One of the first lessons I learned when I got into the fitness industry, at the age of 16 was that blood sugar management was essential to transforming your physique from a physiological and psychological angle. Admittedly at this point in my life it was all for pleasure, I was still a student after all. However I was a student of nutrition and this particular topic really grabbed me. It made sense to me, I clicked with it and 7 years on I can help people make a dramatic change to their physique and health just by covering these points.

What is it?

Blood sugar management simply refers to the food we eat, how often and in what quantities which will in turn dictate your blood sugar levels. This can affect your mood, energy levels and hunger in the short term and body composition in the medium to long term.

How can I manage my blood sugar levels affectively?

This is a great question! There is a lot to be said for eating regularly. Two people with roughly the same stats can both eat the same food across the day. One can eat that food across 5 smaller servings, eating every 3-4 hours. In contrast the other person could eat the food within 2-3 meals. The difference in their blood sugar levels at points of the day will however differ (usually!). By spreading your food across smaller servings, eating every 3-4 hours you can control your blood sugar levels far more effectively and in doing so prevent peaks and troughs which can ultimately lead to acute hunger, low mood and poor concentration levels.

That’s the basic outlook. Looking a little deeper you also need to consider what food you are eating. If your diet is low in protein and fat and carb rich you will certainly be more susceptible to poor blood sugar management. Protein and fats help us regulate this very well as does adequate fibre intake. This is why diets rich in protein, healthy fats and fibre complemented with some carbohydrates where needed (usually around workouts) is often the preferred method.

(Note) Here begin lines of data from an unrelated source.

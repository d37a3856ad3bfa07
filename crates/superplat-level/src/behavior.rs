use std::fmt;

use serde::{Deserialize, Serialize};

use superplat_core::animation::{AnimationId, AnimationSequencer};
use superplat_core::collision::{Axis, Side};
use superplat_core::geometry::{Rect, Vec2};

use crate::body::Body;
use crate::context::TickContext;

/// Coarse entity category, visible to the other side of a contact.
#[derive(Debug, Clone, Copy, PartialEq, Eq, Hash, Serialize, Deserialize)]
pub enum Kind {
    Tile,
    Platform,
    Player,
    Enemy,
    /// The kickable shell; also an enemy.
    Shell,
    PowerUp,
    Coin,
    Block,
    Finish,
}

impl Kind {
    pub fn is_enemy(self) -> bool {
        matches!(self, Kind::Enemy | Kind::Shell)
    }
}

/// Whether the level should integrate a body after its update.
#[derive(Debug, Clone, Copy, PartialEq, Eq)]
pub enum Motion {
    Integrate,
    Static,
}

/// Effect a handler asks the dispatcher to apply to the other participant.
#[derive(Debug, Clone, Copy, PartialEq)]
pub enum Reaction {
    /// Rebound off a stomped enemy.
    Bounce,
    /// Touched something harmful.
    Hurt,
    Kill {
        by: Kind,
    },
    /// Collected a power-up.
    Grow,
    /// Reached the finish line.
    Celebrate,
    Respawn {
        at: Vec2,
    },
}

/// One side of a positive collision test, as seen by the receiver.
#[derive(Debug, Clone, Copy)]
pub struct Contact<'a> {
    pub other: &'a Body,
    pub other_kind: Kind,
    pub penetration: f32,
    /// Side of the receiver that was touched.
    pub side: Side,
    pub axis: Axis,
    /// The other participant's bounds before its current step.
    pub from_bounds: Rect,
}

/// Mutable parts of an entity a behavior may touch.
pub struct Actor<'a> {
    pub body: &'a mut Body,
    pub animations: &'a mut AnimationSequencer,
}

impl Actor<'_> {
    /// Loop an animation. Unknown ids are already logged by the sequencer.
    pub fn play(&mut self, id: AnimationId) {
        self.animations.play(id).ok();
    }

    pub fn play_once(&mut self, id: AnimationId) {
        self.animations.play_once(id).ok();
    }

    /// Default response: push out of solid bodies.
    pub fn resolve(&mut self, contact: &Contact<'_>) {
        self.body
            .resolve_collision(contact.other.solid, contact.penetration, contact.side);
    }
}

/// Per-variant logic layered over the shared [`Body`] record.
///
/// The level calls `update`, integrates the body if asked to, then calls
/// `after_physics`. Collision callbacks arrive in between, during integration
/// of this or another body.
pub trait Behavior: fmt::Debug {
    fn kind(&self) -> Kind;

    /// Whether the entity should be drawn this tick.
    fn is_visible(&self) -> bool {
        true
    }

    fn update(&mut self, actor: Actor<'_>, ctx: &mut TickContext) -> Motion;

    fn after_physics(&mut self, _actor: Actor<'_>, _ctx: &mut TickContext) {}

    /// Called once per positive test involving this entity. The returned
    /// reaction is applied to the other participant right away.
    fn on_collision(
        &mut self,
        mut actor: Actor<'_>,
        contact: &Contact<'_>,
        _ctx: &mut TickContext,
    ) -> Option<Reaction> {
        actor.resolve(contact);
        None
    }

    fn react(&mut self, _actor: Actor<'_>, _reaction: Reaction, _ctx: &mut TickContext) {}
}

/// A level object: body, sprite animation state and variant behavior.
#[derive(Debug)]
pub struct Entity {
    pub body: Body,
    pub animations: AnimationSequencer,
    behavior: Box<dyn Behavior>,
}

impl Entity {
    pub fn new(
        body: Body,
        animations: AnimationSequencer,
        behavior: impl Behavior + 'static,
    ) -> Self {
        Self {
            body,
            animations,
            behavior: Box::new(behavior),
        }
    }

    pub fn kind(&self) -> Kind {
        self.behavior.kind()
    }

    pub fn is_visible(&self) -> bool {
        self.behavior.is_visible()
    }

    /// Borrow the behavior alongside the state it drives.
    pub fn split(&mut self) -> (&mut dyn Behavior, Actor<'_>) {
        (
            self.behavior.as_mut(),
            Actor {
                body: &mut self.body,
                animations: &mut self.animations,
            },
        )
    }
}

By addressing this we can prevent the onset of cravings for sugary foods, improve insulin sensitivity, accelerate fat loss and improve energy levels. Who wouldn’t want that? For the next 14 days try following the advice in this article, eating every 3-4 hours, mainly protein, fats, fibre and saving your carbs for the pre and post workout window. This isn’t perfect for everyone but I would be amazed if most of you wouldn’t see the difference.